Ponad połowa Polaków odczuła spadek dochodów
Jak wskazano w badaniu, popyt rośnie jedynie na artykuły pierwszej potrzeby i rozrywkę; w przypadku innych kategorii produktów Polacy deklarują ograniczanie wydatków. "Już widzimy wzrost intencji zakupów w kategorii artykułów spożywczych (14 proc.), higieny osobistej (16 proc.), artykułów dla domu (5 proc.) oraz rozrywki domowej (29 proc.) z wyraźnym wzrostem intencji zakupów online" - dowiadujemy się z raportu podsumowującego badanie.
Największe spadki z powodu obostrzeń związanych z epidemią dotyczą natomiast wydatków na rozrywkę poza domem (-90 proc.), restauracje (-85 proc.), usługi kosmetyczne, fryzjerskie (-81 proc.), fitness i wellness (-79 proc.) oraz wszelkie wydatki związane z podróżami (ponad -85 proc.). Spadać będą też wydatki na obuwie, odzież, biżuterię oraz akcesoria (od -58 do -78 proc.), wyposażenie domu (-69 proc.) oraz elektronikę (-64 proc.). Badanie wskazuje też, że spadek intencji zakupów w sklepach stacjonarnych jest trzykrotnie większy niż w sektorze online.

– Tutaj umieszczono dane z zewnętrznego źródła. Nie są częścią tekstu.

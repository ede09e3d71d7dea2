//! Engine messages and completion signalling

use chrono::{DateTime, Local};
use std::future::Future;
use std::sync::Arc;
use tokio::runtime::Handle;
use tokio::sync::watch;
use tracing::error;

use crate::models::TestCase;

/// Messages a front controller reports while discovering or executing
#[derive(Clone, Debug)]
pub enum EngineMessage {
    TestCaseDiscovered(TestCase),
    DiscoveryComplete,
    AssemblyStarting {
        test_framework: String,
        environment: String,
        started_at: DateTime<Local>,
    },
    CollectionStarting {
        collection: String,
    },
    TestPassed {
        test_case: TestCase,
        time: f64,
        output: String,
    },
    TestFailed {
        test_case: TestCase,
        time: f64,
        message: String,
        stack_trace: Option<String>,
        output: String,
    },
    TestSkipped {
        test_case: TestCase,
        reason: String,
    },
    CollectionFinished {
        collection: String,
        total: u32,
        failed: u32,
        skipped: u32,
        time: f64,
    },
    AssemblyFinished {
        total: u32,
        failed: u32,
        skipped: u32,
        time: f64,
    },
    Diagnostic(String),
    /// The engine task died before reporting completion. Terminal.
    EngineFailed(String),
}

/// Receiver for engine messages. Implementations synchronise internally.
pub trait MessageSink: Send + Sync {
    fn on_message(&self, message: EngineMessage);
}

/// Spawn an engine task and report its panic or abort to `sink`.
///
/// A task that dies never sends its completion message, so the watcher
/// sends [`EngineMessage::EngineFailed`] in its place.
pub fn spawn_watched<F>(handle: &Handle, task: F, sink: Arc<dyn MessageSink>)
where
    F: Future<Output = ()> + Send + 'static,
{
    let worker = handle.spawn(task);
    handle.spawn(async move {
        if let Err(err) = worker.await {
            error!("Engine task failed: {}", err);
            sink.on_message(EngineMessage::EngineFailed(err.to_string()));
        }
    });
}

/// One-shot completion signal.
///
/// `set` may be called any number of times; `wait` returns immediately
/// once the signal has been set.
#[derive(Debug)]
pub struct Finished {
    tx: watch::Sender<bool>,
}

impl Finished {
    pub fn new() -> Self {
        let (tx, _rx) = watch::channel(false);
        Self { tx }
    }

    pub fn set(&self) {
        self.tx.send_replace(true);
    }

    pub fn is_set(&self) -> bool {
        *self.tx.borrow()
    }

    pub async fn wait(&self) {
        let mut rx = self.tx.subscribe();
        // The sender lives as long as `self`, so this cannot observe a close.
        let _ = rx.wait_for(|done| *done).await;
    }
}

impl Default for Finished {
    fn default() -> Self {
        Self::new()
    }
}

#[cfg(test)]
mod tests {
    use super::*;
    use std::sync::Mutex;
    use std::time::Duration;

    #[derive(Default)]
    struct LastMessage {
        message: Mutex<Option<EngineMessage>>,
        finished: Finished,
    }

    impl MessageSink for LastMessage {
        fn on_message(&self, message: EngineMessage) {
            *self.message.lock().unwrap() = Some(message);
            self.finished.set();
        }
    }

    #[tokio::test]
    async fn test_spawn_watched_reports_panic() {
        let sink = Arc::new(LastMessage::default());
        spawn_watched(
            &Handle::current(),
            async { panic!("collection runner crashed") },
            sink.clone(),
        );

        tokio::time::timeout(Duration::from_secs(5), sink.finished.wait())
            .await
            .expect("panic should be reported");
        match sink.message.lock().unwrap().take() {
            Some(EngineMessage::EngineFailed(reason)) => {
                assert!(reason.contains("collection runner crashed"))
            }
            other => panic!("unexpected message: {:?}", other),
        };
    }

    #[tokio::test]
    async fn test_spawn_watched_silent_on_success() {
        let sink = Arc::new(LastMessage::default());
        let done = Arc::new(Finished::new());
        let setter = done.clone();
        spawn_watched(&Handle::current(), async move { setter.set() }, sink.clone());

        done.wait().await;
        tokio::time::sleep(Duration::from_millis(20)).await;
        assert!(sink.message.lock().unwrap().is_none());
    }

    #[tokio::test]
    async fn test_finished_wakes_waiter() {
        let finished = Arc::new(Finished::new());
        assert!(!finished.is_set());

        let setter = finished.clone();
        tokio::spawn(async move {
            tokio::time::sleep(Duration::from_millis(10)).await;
            setter.set();
        });

        tokio::time::timeout(Duration::from_secs(5), finished.wait())
            .await
            .expect("waiter should be released");
        assert!(finished.is_set());
    }

    #[tokio::test]
    async fn test_finished_already_set() {
        let finished = Finished::new();
        finished.set();
        finished.set();
        finished.wait().await;
        assert!(finished.is_set());
    }
}
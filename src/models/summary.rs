//! Execution summary models
//!
//! Per-assembly counts, the overall exit status and the aggregate run
//! result handed back by the coordinator.

use serde::{Deserialize, Serialize};
use std::collections::BTreeMap;
use std::fmt;

use crate::results::ReportNode;

/// Counts and elapsed time for one assembly
#[derive(Clone, Copy, Debug, Default, PartialEq, Serialize, Deserialize)]
pub struct ExecutionSummary {
    pub total: u32,
    pub failed: u32,
    pub skipped: u32,
    /// Elapsed execution time in seconds
    pub time: f64,
}

impl ExecutionSummary {
    pub fn new(total: u32, failed: u32, skipped: u32, time: f64) -> Self {
        Self {
            total,
            failed,
            skipped,
            time,
        }
    }

    pub fn passed(&self) -> u32 {
        self.total.saturating_sub(self.failed + self.skipped)
    }

    /// Sum a set of summaries into one grand total.
    pub fn sum<'a>(summaries: impl IntoIterator<Item = &'a ExecutionSummary>) -> Self {
        summaries
            .into_iter()
            .fold(Self::default(), |acc, s| Self {
                total: acc.total + s.total,
                failed: acc.failed + s.failed,
                skipped: acc.skipped + s.skipped,
                time: acc.time + s.time,
            })
    }
}

impl fmt::Display for ExecutionSummary {
    fn fmt(&self, f: &mut fmt::Formatter<'_>) -> fmt::Result {
        write!(
            f,
            "Total: {}, Failed: {}, Skipped: {}, Time: {:.3}s",
            self.total, self.failed, self.skipped, self.time
        )
    }
}

/// Overall outcome of a run.
///
/// Ordered by severity so statuses merge with `max`: a fatal job failure
/// overrides ordinary test failures.
#[derive(Clone, Copy, Debug, Default, PartialEq, Eq, PartialOrd, Ord, Serialize, Deserialize)]
#[serde(rename_all = "snake_case")]
pub enum ExitStatus {
    #[default]
    Success,
    TestsFailed,
    Fatal,
}

impl ExitStatus {
    /// Process exit code: 0, 1, or -1 for a run that could not complete.
    pub fn code(self) -> i32 {
        match self {
            ExitStatus::Success => 0,
            ExitStatus::TestsFailed => 1,
            ExitStatus::Fatal => -1,
        }
    }

    pub fn merge(self, other: ExitStatus) -> ExitStatus {
        self.max(other)
    }
}

impl fmt::Display for ExitStatus {
    fn fmt(&self, f: &mut fmt::Formatter<'_>) -> fmt::Result {
        match self {
            ExitStatus::Success => write!(f, "SUCCESS"),
            ExitStatus::TestsFailed => write!(f, "TESTS FAILED"),
            ExitStatus::Fatal => write!(f, "FATAL"),
        }
    }
}

/// Aggregate result of one coordinator invocation
#[derive(Clone, Debug, Default)]
pub struct RunResult {
    /// Summaries keyed by assembly display name
    pub per_assembly: BTreeMap<String, ExecutionSummary>,
    /// Report fragments in job submission order
    pub fragments: Vec<ReportNode>,
    pub exit_status: ExitStatus,
}

impl RunResult {
    pub fn exit_code(&self) -> i32 {
        self.exit_status.code()
    }

    /// True when nothing was executed (e.g. cancelled before any job began).
    pub fn is_empty(&self) -> bool {
        self.per_assembly.is_empty()
    }

    pub fn grand_total(&self) -> ExecutionSummary {
        ExecutionSummary::sum(self.per_assembly.values())
    }
}

#[cfg(test)]
mod tests {
    use super::*;

    #[test]
    fn test_exit_status_merge() {
        assert_eq!(
            ExitStatus::Success.merge(ExitStatus::TestsFailed),
            ExitStatus::TestsFailed
        );
        assert_eq!(
            ExitStatus::Fatal.merge(ExitStatus::TestsFailed),
            ExitStatus::Fatal
        );
        assert_eq!(ExitStatus::TestsFailed.merge(ExitStatus::Fatal).code(), -1);
        assert_eq!(ExitStatus::default().code(), 0);
    }

    #[test]
    fn test_summary_sum() {
        let a = ExecutionSummary::new(10, 1, 0, 1.234);
        let b = ExecutionSummary::new(5, 0, 2, 0.5);

        let total = ExecutionSummary::sum([&a, &b]);
        assert_eq!(total.total, 15);
        assert_eq!(total.failed, 1);
        assert_eq!(total.skipped, 2);
        assert!((total.time - 1.734).abs() < 1e-9);
        assert_eq!(b.passed(), 3);
    }

    #[test]
    fn test_summary_display() {
        let s = ExecutionSummary::new(3, 1, 1, 0.25);
        assert_eq!(s.to_string(), "Total: 3, Failed: 1, Skipped: 1, Time: 0.250s");
    }
}
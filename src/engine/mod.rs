//! Test engine capability
//!
//! The runner drives an opaque front controller through discovery and
//! execution. Both phases are submit-then-wait: the controller reports
//! progress to a [`MessageSink`] and the sink's [`Finished`] signal marks
//! completion.

mod controller;
mod discovery;
mod manifest;
mod message;

pub use controller::{ControllerFactory, DiscoveryOptions, ExecutionOptions, FrontController};
pub use discovery::DiscoverySink;
pub use manifest::{JobConfig, ManifestController, ManifestFactory, SuiteManifest};
pub use message::{spawn_watched, EngineMessage, Finished, MessageSink};

/// Short description of the host, e.g. `64-bit linux (x86_64)`.
pub fn host_environment() -> String {
    format!(
        "{}-bit {} ({})",
        usize::BITS,
        std::env::consts::OS,
        std::env::consts::ARCH
    )
}
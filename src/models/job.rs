//! Assembly job model
//!
//! One job is one (assembly, config) pair handed to a single runner.

use std::fmt;
use std::path::{Path, PathBuf};

/// A test assembly plus its optional configuration file
#[derive(Clone, Debug, PartialEq, Eq)]
pub struct AssemblyJob {
    pub assembly_path: PathBuf,
    pub config_path: Option<PathBuf>,
}

impl AssemblyJob {
    pub fn new(assembly_path: impl Into<PathBuf>) -> Self {
        Self {
            assembly_path: assembly_path.into(),
            config_path: None,
        }
    }

    pub fn with_config(mut self, config_path: impl Into<PathBuf>) -> Self {
        self.config_path = Some(config_path.into());
        self
    }

    /// Parse a command-line job spec of the form `ASSEMBLY[,CONFIG]`.
    ///
    /// An empty config part is treated as "no config".
    pub fn parse(spec: &str) -> Option<Self> {
        let (assembly, config) = match spec.split_once(',') {
            Some((assembly, config)) => (assembly.trim(), config.trim()),
            None => (spec.trim(), ""),
        };

        if assembly.is_empty() {
            return None;
        }

        let job = Self::new(assembly);
        if config.is_empty() {
            Some(job)
        } else {
            Some(job.with_config(config))
        }
    }

    /// Key used in the per-assembly summary table: the file name without
    /// its extension.
    pub fn display_name(&self) -> String {
        display_name_of(&self.assembly_path)
    }
}

fn display_name_of(path: &Path) -> String {
    path.file_stem()
        .or_else(|| path.file_name())
        .map(|s| s.to_string_lossy().into_owned())
        .unwrap_or_else(|| path.display().to_string())
}

impl fmt::Display for AssemblyJob {
    fn fmt(&self, f: &mut fmt::Formatter<'_>) -> fmt::Result {
        write!(f, "{}", self.assembly_path.display())?;
        if let Some(config) = &self.config_path {
            write!(f, " ({})", config.display())?;
        }
        Ok(())
    }
}
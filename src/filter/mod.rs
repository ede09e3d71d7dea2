//! Test case filtering
//!
//! Include/exclude predicates over test case traits, plus parsing of the
//! delimited `name=value;name=value` trait syntax.

mod filters;
mod traits;

pub use filters::Filter;
pub use traits::TraitParser;
//! Test case models
//!
//! A `TestCase` is the handle the engine hands out during discovery and
//! takes back for execution. The runner only inspects its traits.

use serde::{Deserialize, Serialize};
use std::collections::BTreeMap;
use std::fmt;

/// Multimap of trait name to values.
///
/// Names and values compare case-insensitively; the original spelling is
/// kept for display.
#[derive(Clone, Debug, Default, PartialEq, Eq, Serialize, Deserialize)]
#[serde(transparent)]
pub struct Traits(BTreeMap<String, Vec<String>>);

impl Traits {
    pub fn new() -> Self {
        Self::default()
    }

    /// Add a value under `name`, ignoring exact duplicates.
    pub fn add(&mut self, name: impl Into<String>, value: impl Into<String>) {
        let name = name.into();
        let value = value.into();

        let key = self
            .0
            .keys()
            .find(|k| k.eq_ignore_ascii_case(&name))
            .cloned()
            .unwrap_or(name);

        let values = self.0.entry(key).or_default();
        if !values.iter().any(|v| v.eq_ignore_ascii_case(&value)) {
            values.push(value);
        }
    }

    pub fn with(mut self, name: impl Into<String>, value: impl Into<String>) -> Self {
        self.add(name, value);
        self
    }

    pub fn is_empty(&self) -> bool {
        self.0.values().all(|v| v.is_empty())
    }

    /// Iterate over every (name, value) pair.
    pub fn pairs(&self) -> impl Iterator<Item = (&str, &str)> {
        self.0
            .iter()
            .flat_map(|(name, values)| values.iter().map(move |v| (name.as_str(), v.as_str())))
    }

    pub fn contains(&self, name: &str, value: &str) -> bool {
        self.pairs()
            .any(|(n, v)| n.eq_ignore_ascii_case(name) && v.eq_ignore_ascii_case(value))
    }

    /// True when at least one (name, value) pair is present in both maps.
    pub fn intersects(&self, other: &Traits) -> bool {
        self.pairs().any(|(n, v)| other.contains(n, v))
    }
}

impl fmt::Display for Traits {
    fn fmt(&self, f: &mut fmt::Formatter<'_>) -> fmt::Result {
        let pairs: Vec<String> = self.pairs().map(|(n, v)| format!("{n}={v}")).collect();
        write!(f, "{}", pairs.join(";"))
    }
}

/// Location of a test in its source file
#[derive(Clone, Debug, PartialEq, Eq, Serialize, Deserialize)]
pub struct SourceInfo {
    pub file: String,
    pub line: Option<u32>,
}

/// A discovered test case
#[derive(Clone, Debug, PartialEq, Eq, Serialize, Deserialize)]
pub struct TestCase {
    /// Identifier the engine uses to find the test again at execution time
    pub unique_id: String,
    pub display_name: String,
    pub collection: String,
    #[serde(default, skip_serializing_if = "Traits::is_empty")]
    pub traits: Traits,
    #[serde(default, skip_serializing_if = "Option::is_none")]
    pub source: Option<SourceInfo>,
}

impl TestCase {
    pub fn new(
        unique_id: impl Into<String>,
        display_name: impl Into<String>,
        collection: impl Into<String>,
    ) -> Self {
        Self {
            unique_id: unique_id.into(),
            display_name: display_name.into(),
            collection: collection.into(),
            traits: Traits::new(),
            source: None,
        }
    }

    pub fn with_trait(mut self, name: impl Into<String>, value: impl Into<String>) -> Self {
        self.traits = self.traits.with(name, value);
        self
    }

    pub fn with_source(mut self, source: SourceInfo) -> Self {
        self.source = Some(source);
        self
    }
}

impl fmt::Display for TestCase {
    fn fmt(&self, f: &mut fmt::Formatter<'_>) -> fmt::Result {
        write!(f, "{} [{}]", self.display_name, self.collection)
    }
}

#[cfg(test)]
mod tests {
    use super::*;

    #[test]
    fn test_traits_case_insensitive() {
        let traits = Traits::new()
            .with("Category", "Fast")
            .with("category", "fast")
            .with("category", "Slow");

        assert!(traits.contains("CATEGORY", "fast"));
        assert_eq!(traits.pairs().count(), 2);
        assert_eq!(traits.to_string(), "Category=Fast;Category=Slow");
    }

    #[test]
    fn test_traits_intersects() {
        let case = Traits::new().with("area", "net").with("speed", "slow");
        let include = Traits::new().with("speed", "SLOW");
        let other = Traits::new().with("area", "disk");

        assert!(case.intersects(&include));
        assert!(!case.intersects(&other));
        assert!(!case.intersects(&Traits::new()));
    }

    #[test]
    fn test_case_builder() {
        let case = TestCase::new("math::adds", "adds", "math").with_trait("kind", "unit");
        assert_eq!(case.to_string(), "adds [math]");
        assert!(case.traits.contains("kind", "unit"));
    }
}
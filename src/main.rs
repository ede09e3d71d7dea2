//! testrun - parallel test assembly runner
//!
//! Discovers and executes the tests in one or more test assemblies,
//! optionally in parallel, and aggregates the per-assembly results into a
//! console summary plus XML, HTML, JSON or CSV reports.
//!
//! ## Features
//!
//! - Discovery, trait filtering and execution per assembly
//! - Concurrent assemblies and concurrent test collections within one
//! - Cancellation with Ctrl-C between phases
//! - Deterministic report ordering regardless of completion order
//! - TeamCity service messages
//!
//! ## Usage
//!
//! ```bash
//! # Run two suites concurrently and write an XML report
//! testrun run suites/math.yaml suites/io.yaml,suites/io.json --parallel-assemblies --xml results.xml
//!
//! # Only run fast tests
//! testrun run suites/math.yaml --include-traits "category=fast"
//!
//! # List what would run
//! testrun list suites/math.yaml --exclude-traits "category=slow"
//!
//! # Show the effective configuration
//! testrun config show
//! ```

use anyhow::{bail, Context, Result};
use clap::Parser;
use std::path::{Path, PathBuf};
use std::sync::Arc;
use tracing::{debug, warn};

mod cli;
mod config;
mod engine;
mod error;
mod executor;
mod filter;
mod models;
mod output;
mod results;
mod utils;

use cli::{Args, Command, ConfigAction, ListArgs, RunArgs};
use config::{EnvConfig, RunnerConfig};
use engine::ManifestFactory;
use executor::{log_failure, AssemblyRunner, CancellationGate, RunCoordinator, RunnerOptions};
use filter::Filter;
use output::format_test_listing;
use results::{transform_by_name, ReportAggregator};
use utils::{init_logger, LogLevel, LogTarget};

const DEFAULT_CONFIG_FILE: &str = "testrun.yaml";

#[tokio::main]
async fn main() -> Result<()> {
    let args = Args::parse();

    let env = EnvConfig::load();
    let config_file = args.config.clone().or_else(|| env.config_file.clone());
    let mut config = load_config(config_file.as_deref())?;
    env.apply_to(&mut config);
    if args.verbose {
        config.verbose = true;
    }

    let requested_level = args.log_level.as_deref().map(|s| (s, LogLevel::from_str(s)));
    let level = match requested_level {
        Some((_, Some(level))) => level,
        _ => LogLevel::from_verbose(config.verbose),
    };
    let teamcity = config.teamcity || matches!(&args.command, Command::Run(run) if run.teamcity);
    init_logger(
        level,
        if teamcity {
            LogTarget::Stderr
        } else {
            LogTarget::Console
        },
    );
    if let Some((name, None)) = requested_level {
        warn!("Unknown log level '{}', using {:?}", name, level);
    }

    match args.command {
        Command::Run(run_args) => {
            run_args.apply_to(&mut config);
            config.validate()?;
            let code = run(&config, &run_args).await?;
            if code != 0 {
                std::process::exit(code);
            }
        }
        Command::List(list_args) => {
            list_args.apply_to(&mut config);
            config.validate()?;
            if !list(&config, &list_args).await? {
                std::process::exit(-1);
            }
        }
        Command::Config { action } => match action {
            ConfigAction::Show => show_config(&config, config_file.as_deref())?,
            ConfigAction::Init { path, force } => init_config(path, force)?,
        },
    }

    Ok(())
}

/// Explicit file if given, otherwise the first standard location, otherwise defaults
fn load_config(path: Option<&Path>) -> Result<RunnerConfig> {
    match path {
        Some(path) => RunnerConfig::load(path),
        None => config::load_default(),
    }
}

fn build_runner(config: &RunnerConfig, gate: CancellationGate, needs_report: bool) -> AssemblyRunner {
    let factory = ManifestFactory::new().with_working_folder(config.working_folder.clone());
    let filter = Filter::from_trait_strings(
        config.include_traits.as_deref(),
        config.exclude_traits.as_deref(),
    );
    AssemblyRunner::new(
        Arc::new(factory),
        filter,
        gate,
        RunnerOptions::from_config(config, needs_report),
    )
}

/// Set the gate on Ctrl-C. Running engine calls finish; no new phase starts.
fn spawn_cancel_handler(gate: CancellationGate) {
    tokio::spawn(async move {
        if tokio::signal::ctrl_c().await.is_ok() {
            warn!("Cancelling: running assemblies will finish their current phase");
            gate.set();
        }
    });
}

async fn run(config: &RunnerConfig, args: &RunArgs) -> Result<i32> {
    let jobs = cli::parse_jobs(&args.jobs)?;

    let mut aggregator = ReportAggregator::new();
    for (name, path) in args.outputs() {
        aggregator.add_output(transform_by_name(name)?, path.clone());
    }

    let gate = CancellationGate::new();
    spawn_cancel_handler(gate.clone());

    let runner = build_runner(config, gate.clone(), aggregator.needs_report());
    let result = RunCoordinator::new(runner)
        .execute(&jobs, config.parallelize_assemblies)
        .await;
    let code = result.exit_code();
    let grand_total = result.grand_total();

    if gate.is_set() && result.is_empty() {
        warn!("Run cancelled before any assembly executed");
    }

    if aggregator.needs_report() {
        let document = ReportAggregator::aggregate(result.fragments);
        let outcome = aggregator.write_all(&document);
        if !outcome.is_success() {
            warn!(
                "{} of {} report outputs could not be written",
                outcome.failures.len(),
                outcome.failures.len() + outcome.written.len()
            );
        }
    }

    debug!("{} -> exit code {}", grand_total, code);
    Ok(code)
}

/// Print the filtered test cases of every job. Returns false if any job
/// could not be inspected.
async fn list(config: &RunnerConfig, args: &ListArgs) -> Result<bool> {
    let jobs = cli::parse_jobs(&args.jobs)?;
    let runner = build_runner(config, CancellationGate::new(), false);

    let mut all_listed = true;
    for job in &jobs {
        match runner.list(job).await {
            Ok(test_cases) => print!("{}", format_test_listing(&job.display_name(), &test_cases)),
            Err(err) => {
                log_failure(&job.display_name(), &err);
                all_listed = false;
            }
        }
    }
    Ok(all_listed)
}

fn show_config(config: &RunnerConfig, explicit: Option<&Path>) -> Result<()> {
    match explicit.map(Path::to_path_buf).or_else(config::find_config) {
        Some(path) => println!("# Loaded from {}", path.display()),
        None => println!("# No config file found, using defaults"),
    }
    let yaml = serde_yaml::to_string(config).context("Failed to serialize config")?;
    print!("{}", yaml);
    Ok(())
}

fn init_config(path: Option<PathBuf>, force: bool) -> Result<()> {
    let path = path.unwrap_or_else(|| PathBuf::from(DEFAULT_CONFIG_FILE));
    if path.exists() && !force {
        bail!(
            "{} already exists (use --force to overwrite)",
            path.display()
        );
    }
    RunnerConfig::default().save(&path)?;
    println!("Wrote default configuration to {}", path.display());
    Ok(())
}
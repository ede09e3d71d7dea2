//! Logging utilities
//!
//! Provides logging configuration and helpers.

use tracing::Level;
use tracing_subscriber::EnvFilter;

/// Log level configuration
#[derive(Clone, Copy, Debug, PartialEq, Eq)]
pub enum LogLevel {
    Trace,
    Debug,
    Info,
    Warn,
    Error,
}

impl LogLevel {
    pub fn to_tracing_level(self) -> Level {
        match self {
            LogLevel::Trace => Level::TRACE,
            LogLevel::Debug => Level::DEBUG,
            LogLevel::Info => Level::INFO,
            LogLevel::Warn => Level::WARN,
            LogLevel::Error => Level::ERROR,
        }
    }

    pub fn from_str(s: &str) -> Option<Self> {
        match s.to_lowercase().as_str() {
            "trace" => Some(LogLevel::Trace),
            "debug" => Some(LogLevel::Debug),
            "info" => Some(LogLevel::Info),
            "warn" | "warning" => Some(LogLevel::Warn),
            "error" => Some(LogLevel::Error),
            _ => None,
        }
    }

    pub fn from_verbose(verbose: bool) -> Self {
        if verbose {
            LogLevel::Debug
        } else {
            LogLevel::Info
        }
    }
}

/// Where log lines go
#[derive(Clone, Copy, Debug, Default, PartialEq, Eq)]
pub enum LogTarget {
    /// Compact colored lines on stdout
    #[default]
    Console,
    /// Plain lines on stderr, keeping stdout free for service messages
    Stderr,
}

/// Initialize the logger with specified level.
///
/// `RUST_LOG` takes precedence over `level` when set.
pub fn init_logger(level: LogLevel, target: LogTarget) {
    let filter = EnvFilter::try_from_default_env()
        .unwrap_or_else(|_| EnvFilter::new(format!("testrun={}", level.to_tracing_level())));

    let builder = tracing_subscriber::fmt()
        .with_env_filter(filter)
        .with_target(false)
        .compact();

    match target {
        LogTarget::Console => builder.init(),
        LogTarget::Stderr => builder.with_ansi(false).with_writer(std::io::stderr).init(),
    }
}

#[cfg(test)]
mod tests {
    use super::*;

    #[test]
    fn test_log_level_from_str() {
        assert_eq!(LogLevel::from_str("info"), Some(LogLevel::Info));
        assert_eq!(LogLevel::from_str("DEBUG"), Some(LogLevel::Debug));
        assert_eq!(LogLevel::from_str("unknown"), None);
    }

    #[test]
    fn test_from_verbose() {
        assert_eq!(LogLevel::from_verbose(true), LogLevel::Debug);
        assert_eq!(LogLevel::from_verbose(false).to_tracing_level(), Level::INFO);
    }
}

Według autorów badania, nastroje wśród polskich konsumentów są podobne do tych deklarowanych przez kupujących z innych krajów europejskich, przy czym w Polsce największe obawy budzi niepewność co do zdrowia, własnych finansów i przyszłości gospodarki. Choć większość rodaków nie odczuła dotąd wpływu epidemii na swoje zdrowie, to blisko jedna trzecia dostrzega jej wpływ na zdolność do pracy, zarobki i pogorszenie bieżącej sytuacji finansowej. "Ponad 50 proc. Polaków spodziewa się dalszego spadku dochodów, a co za tym idzie ograniczają oni gwałtownie plany zakupowe, zwłaszcza w sklepach stacjonarnych" - wskazano.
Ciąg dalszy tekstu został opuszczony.